- YOUR GOAL
Down to the last line, print the material below verbatim.

- MATERIAL FOR THIS EXERCISE

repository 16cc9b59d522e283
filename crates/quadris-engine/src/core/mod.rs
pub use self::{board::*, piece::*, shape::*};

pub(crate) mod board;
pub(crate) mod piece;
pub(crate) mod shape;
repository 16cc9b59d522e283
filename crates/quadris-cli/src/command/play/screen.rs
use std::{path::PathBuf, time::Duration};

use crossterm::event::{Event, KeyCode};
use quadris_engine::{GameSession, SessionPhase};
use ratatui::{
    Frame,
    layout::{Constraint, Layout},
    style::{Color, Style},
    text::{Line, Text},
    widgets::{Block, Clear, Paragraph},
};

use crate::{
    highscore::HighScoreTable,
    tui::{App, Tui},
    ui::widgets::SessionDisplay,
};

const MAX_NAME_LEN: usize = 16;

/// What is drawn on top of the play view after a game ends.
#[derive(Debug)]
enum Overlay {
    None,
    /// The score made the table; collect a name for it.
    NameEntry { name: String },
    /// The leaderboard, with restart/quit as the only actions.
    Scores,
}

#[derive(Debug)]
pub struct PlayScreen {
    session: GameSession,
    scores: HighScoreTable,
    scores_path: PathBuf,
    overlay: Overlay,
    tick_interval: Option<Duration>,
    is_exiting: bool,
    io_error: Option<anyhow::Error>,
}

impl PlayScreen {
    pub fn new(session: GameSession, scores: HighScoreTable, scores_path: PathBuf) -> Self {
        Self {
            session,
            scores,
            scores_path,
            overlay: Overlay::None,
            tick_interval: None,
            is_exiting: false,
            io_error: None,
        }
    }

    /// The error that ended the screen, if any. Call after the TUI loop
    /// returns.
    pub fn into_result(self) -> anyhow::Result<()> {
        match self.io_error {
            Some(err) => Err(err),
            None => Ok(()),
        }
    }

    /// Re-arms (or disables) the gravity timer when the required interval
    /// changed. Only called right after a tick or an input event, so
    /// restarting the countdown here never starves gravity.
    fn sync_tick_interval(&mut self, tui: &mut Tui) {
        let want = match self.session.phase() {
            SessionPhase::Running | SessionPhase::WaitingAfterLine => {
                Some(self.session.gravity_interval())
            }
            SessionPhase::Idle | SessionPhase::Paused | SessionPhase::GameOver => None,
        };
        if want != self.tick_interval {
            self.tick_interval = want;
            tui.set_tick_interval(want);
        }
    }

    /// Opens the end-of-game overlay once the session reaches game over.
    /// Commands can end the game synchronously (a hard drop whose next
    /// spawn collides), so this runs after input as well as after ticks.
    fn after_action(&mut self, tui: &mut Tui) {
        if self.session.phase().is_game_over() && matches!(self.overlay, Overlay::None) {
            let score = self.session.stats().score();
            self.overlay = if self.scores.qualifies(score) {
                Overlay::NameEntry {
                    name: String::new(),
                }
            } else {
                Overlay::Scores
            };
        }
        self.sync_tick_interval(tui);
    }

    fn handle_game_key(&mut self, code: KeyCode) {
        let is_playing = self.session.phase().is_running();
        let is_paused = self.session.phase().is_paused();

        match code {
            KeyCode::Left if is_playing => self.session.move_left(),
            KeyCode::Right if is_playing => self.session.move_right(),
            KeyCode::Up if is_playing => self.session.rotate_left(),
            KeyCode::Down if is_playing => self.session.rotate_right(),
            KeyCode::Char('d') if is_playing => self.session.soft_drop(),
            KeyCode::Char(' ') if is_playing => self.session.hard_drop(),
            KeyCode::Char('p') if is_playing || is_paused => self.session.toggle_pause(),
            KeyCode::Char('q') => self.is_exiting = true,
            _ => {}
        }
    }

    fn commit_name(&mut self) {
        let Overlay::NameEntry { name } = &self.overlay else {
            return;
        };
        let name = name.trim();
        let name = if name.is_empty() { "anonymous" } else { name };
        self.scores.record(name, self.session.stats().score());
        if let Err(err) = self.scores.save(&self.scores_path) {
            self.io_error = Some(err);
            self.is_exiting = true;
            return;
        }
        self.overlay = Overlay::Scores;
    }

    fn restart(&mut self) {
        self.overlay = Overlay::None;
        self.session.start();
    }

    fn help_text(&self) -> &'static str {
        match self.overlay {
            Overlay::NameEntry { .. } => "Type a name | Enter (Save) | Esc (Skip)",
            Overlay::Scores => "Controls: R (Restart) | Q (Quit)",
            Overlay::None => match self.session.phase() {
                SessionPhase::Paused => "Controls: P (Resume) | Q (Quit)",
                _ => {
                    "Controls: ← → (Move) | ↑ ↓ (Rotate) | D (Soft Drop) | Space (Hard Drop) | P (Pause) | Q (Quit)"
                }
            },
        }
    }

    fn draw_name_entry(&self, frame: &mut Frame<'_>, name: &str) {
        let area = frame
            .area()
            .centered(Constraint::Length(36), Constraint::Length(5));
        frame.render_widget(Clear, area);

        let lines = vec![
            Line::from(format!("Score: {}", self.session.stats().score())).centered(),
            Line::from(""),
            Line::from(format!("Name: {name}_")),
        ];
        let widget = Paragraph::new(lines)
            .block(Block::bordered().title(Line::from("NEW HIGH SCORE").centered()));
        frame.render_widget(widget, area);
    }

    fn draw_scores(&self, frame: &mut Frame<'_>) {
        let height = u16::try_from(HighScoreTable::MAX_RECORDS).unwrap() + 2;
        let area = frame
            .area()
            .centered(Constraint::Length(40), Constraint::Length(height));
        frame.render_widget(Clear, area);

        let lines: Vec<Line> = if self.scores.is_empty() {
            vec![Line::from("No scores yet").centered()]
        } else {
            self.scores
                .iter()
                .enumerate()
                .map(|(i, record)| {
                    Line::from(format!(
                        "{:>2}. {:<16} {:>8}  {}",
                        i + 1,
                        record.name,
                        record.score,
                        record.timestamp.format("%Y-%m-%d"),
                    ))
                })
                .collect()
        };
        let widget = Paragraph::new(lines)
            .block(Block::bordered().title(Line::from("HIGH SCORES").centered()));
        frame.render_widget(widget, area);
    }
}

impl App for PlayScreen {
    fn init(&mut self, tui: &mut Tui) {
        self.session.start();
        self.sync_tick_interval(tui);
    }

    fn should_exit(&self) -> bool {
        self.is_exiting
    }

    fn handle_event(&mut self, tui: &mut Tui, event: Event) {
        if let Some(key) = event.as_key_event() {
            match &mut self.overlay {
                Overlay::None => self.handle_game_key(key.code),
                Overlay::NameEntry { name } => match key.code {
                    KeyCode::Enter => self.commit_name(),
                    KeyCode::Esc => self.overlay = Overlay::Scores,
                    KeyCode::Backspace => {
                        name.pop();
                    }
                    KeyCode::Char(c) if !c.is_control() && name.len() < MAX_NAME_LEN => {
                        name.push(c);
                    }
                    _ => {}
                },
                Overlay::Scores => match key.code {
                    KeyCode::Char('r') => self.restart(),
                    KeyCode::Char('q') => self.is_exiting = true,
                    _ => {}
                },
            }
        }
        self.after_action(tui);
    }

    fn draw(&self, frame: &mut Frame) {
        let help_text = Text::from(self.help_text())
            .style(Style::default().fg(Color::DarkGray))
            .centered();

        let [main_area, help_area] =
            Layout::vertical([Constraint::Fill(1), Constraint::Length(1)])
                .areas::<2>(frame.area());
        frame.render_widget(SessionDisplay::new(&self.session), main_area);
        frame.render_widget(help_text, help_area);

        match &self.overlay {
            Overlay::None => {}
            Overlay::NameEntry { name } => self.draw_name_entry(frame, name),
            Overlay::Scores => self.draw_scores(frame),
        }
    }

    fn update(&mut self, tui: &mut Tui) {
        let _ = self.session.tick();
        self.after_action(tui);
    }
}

- OUTPUT FOR THIS TASK
repository 16cc9b59d522e283
filename crates/quadris-engine/src/core/mod.rs
pub use self::{board::*, piece::*, shape::*};

pub(crate) mod board;
pub(crate) mod piece;
pub(crate) mod shape;
repository 16cc9b59d522e283
filename crates/quadris-cli/src/command/play/screen.rs
use std::{path::PathBuf, time::Duration};

use crossterm::event::{Event, KeyCode};
use quadris_engine::{GameSession, SessionPhase};
use ratatui::{
    Frame,
    layout::{Constraint, Layout},
    style::{Color, Style},
    text::{Line, Text},
    widgets::{Block, Clear, Paragraph},
};

use crate::{
    highscore::HighScoreTable,
    tui::{App, Tui},
    ui::widgets::SessionDisplay,
};

const MAX_NAME_LEN: usize = 16;

/// What is drawn on top of the play view after a game ends.
#[derive(Debug)]
enum Overlay {
    None,
    /// The score made the table; collect a name for it.
    NameEntry { name: String },
    /// The leaderboard, with restart/quit as the only actions.
    Scores,
}

#[derive(Debug)]
pub struct PlayScreen {
    session: GameSession,
    scores: HighScoreTable,
    scores_path: PathBuf,
    overlay: Overlay,
    tick_interval: Option<Duration>,
    is_exiting: bool,
    io_error: Option<anyhow::Error>,
}

impl PlayScreen {
    pub fn new(session: GameSession, scores: HighScoreTable, scores_path: PathBuf) -> Self {
        Self {
            session,
            scores,
            scores_path,
            overlay: Overlay::None,
            tick_interval: None,
            is_exiting: false,
            io_error: None,
        }
    }

    /// The error that ended the screen, if any. Call after the TUI loop
    /// returns.
    pub fn into_result(self) -> anyhow::Result<()> {
        match self.io_error {
            Some(err) => Err(err),
            None => Ok(()),
        }
    }

    /// Re-arms (or disables) the gravity timer when the required interval
    /// changed. Only called right after a tick or an input event, so
    /// restarting the countdown here never starves gravity.
    fn sync_tick_interval(&mut self, tui: &mut Tui) {
        let want = match self.session.phase() {
            SessionPhase::Running | SessionPhase::WaitingAfterLine => {
                Some(self.session.gravity_interval())
            }
            SessionPhase::Idle | SessionPhase::Paused | SessionPhase::GameOver => None,
        };
        if want != self.tick_interval {
            self.tick_interval = want;
            tui.set_tick_interval(want);
        }
    }

    /// Opens the end-of-game overlay once the session reaches game over.
    /// Commands can end the game synchronously (a hard drop whose next
    /// spawn collides), so this runs after input as well as after ticks.
    fn after_action(&mut self, tui: &mut Tui) {
        if self.session.phase().is_game_over() && matches!(self.overlay, Overlay::None) {
            let score = self.session.stats().score();
            self.overlay = if self.scores.qualifies(score) {
                Overlay::NameEntry {
                    name: String::new(),
                }
            } else {
                Overlay::Scores
            };
        }
        self.sync_tick_interval(tui);
    }

    fn handle_game_key(&mut self, code: KeyCode) {
        let is_playing = self.session.phase().is_running();
        let is_paused = self.session.phase().is_paused();

        match code {
            KeyCode::Left if is_playing => self.session.move_left(),
            KeyCode::Right if is_playing => self.session.move_right(),
            KeyCode::Up if is_playing => self.session.rotate_left(),
            KeyCode::Down if is_playing => self.session.rotate_right(),
            KeyCode::Char('d') if is_playing => self.session.soft_drop(),
            KeyCode::Char(' ') if is_playing => self.session.hard_drop(),
            KeyCode::Char('p') if is_playing || is_paused => self.session.toggle_pause(),
            KeyCode::Char('q') => self.is_exiting = true,
            _ => {}
        }
    }

    fn commit_name(&mut self) {
        let Overlay::NameEntry { name } = &self.overlay else {
            return;
        };
        let name = name.trim();
        let name = if name.is_empty() { "anonymous" } else { name };
        self.scores.record(name, self.session.stats().score());
        if let Err(err) = self.scores.save(&self.scores_path) {
            self.io_error = Some(err);
            self.is_exiting = true;
            return;
        }
        self.overlay = Overlay::Scores;
    }

    fn restart(&mut self) {
        self.overlay = Overlay::None;
        self.session.start();
    }

    fn help_text(&self) -> &'static str {
        match self.overlay {
            Overlay::NameEntry { .. } => "Type a name | Enter (Save) | Esc (Skip)",
            Overlay::Scores => "Controls: R (Restart) | Q (Quit)",
            Overlay::None => match self.session.phase() {
                SessionPhase::Paused => "Controls: P (Resume) | Q (Quit)",
                _ => {
                    "Controls: ← → (Move) | ↑ ↓ (Rotate) | D (Soft Drop) | Space (Hard Drop) | P (Pause) | Q (Quit)"
                }
            },
        }
    }

    fn draw_name_entry(&self, frame: &mut Frame<'_>, name: &str) {
        let area = frame
            .area()
            .centered(Constraint::Length(36), Constraint::Length(5));
        frame.render_widget(Clear, area);

        let lines = vec![
            Line::from(format!("Score: {}", self.session.stats().score())).centered(),
            Line::from(""),
            Line::from(format!("Name: {name}_")),
        ];
        let widget = Paragraph::new(lines)
            .block(Block::bordered().title(Line::from("NEW HIGH SCORE").centered()));
        frame.render_widget(widget, area);
    }

    fn draw_scores(&self, frame: &mut Frame<'_>) {
        let height = u16::try_from(HighScoreTable::MAX_RECORDS).unwrap() + 2;
        let area = frame
            .area()
            .centered(Constraint::Length(40), Constraint::Length(height));
        frame.render_widget(Clear, area);

        let lines: Vec<Line> = if self.scores.is_empty() {
            vec![Line::from("No scores yet").centered()]
        } else {
            self.scores
                .iter()
                .enumerate()
                .map(|(i, record)| {
                    Line::from(format!(
                        "{:>2}. {:<16} {:>8}  {}",
                        i + 1,
                        record.name,
                        record.score,
                        record.timestamp.format("%Y-%m-%d"),
                    ))
                })
                .collect()
        };
        let widget = Paragraph::new(lines)
            .block(Block::bordered().title(Line::from("HIGH SCORES").centered()));
        frame.render_widget(widget, area);
    }
}

impl App for PlayScreen {
    fn init(&mut self, tui: &mut Tui) {
        self.session.start();
        self.sync_tick_interval(tui);
    }

    fn should_exit(&self) -> bool {
        self.is_exiting
    }

    fn handle_event(&mut self, tui: &mut Tui, event: Event) {
        if let Some(key) = event.as_key_event() {
            match &mut self.overlay {
                Overlay::None => self.handle_game_key(key.code),
                Overlay::NameEntry { name } => match key.code {
                    KeyCode::Enter => self.commit_name(),
                    KeyCode::Esc => self.overlay = Overlay::Scores,
                    KeyCode::Backspace => {
                        name.pop();
                    }
                    KeyCode::Char(c) if !c.is_control() && name.len() < MAX_NAME_LEN => {
                        name.push(c);
                    }
                    _ => {}
                },
                Overlay::Scores => match key.code {
                    KeyCode::Char('r') => self.restart(),
                    KeyCode::Char('q') => self.is_exiting = true,
                    _ => {}
                },
            }
        }
        self.after_action(tui);
    }

    fn draw(&self, frame: &mut Frame) {
        let help_text = Text::from(self.help_text())
            .style(Style::default().fg(Color::DarkGray))
            .centered();

        let [main_area, help_area] =
            Layout::vertical([Constraint::Fill(1), Constraint::Length(1)])
                .areas::<2>(frame.area());
        frame.render_widget(SessionDisplay::new(&self.session), main_area);
        frame.render_widget(help_text, help_area);

        match &self.overlay {
            Overlay::None => {}
            Overlay::NameEntry { name } => self.draw_name_entry(frame, name),
            Overlay::Scores => self.draw_scores(frame),
        }
    }

    fn update(&mut self, tui: &mut Tui) {
        let _ = self.session.tick();
        self.after_action(tui);
    }
}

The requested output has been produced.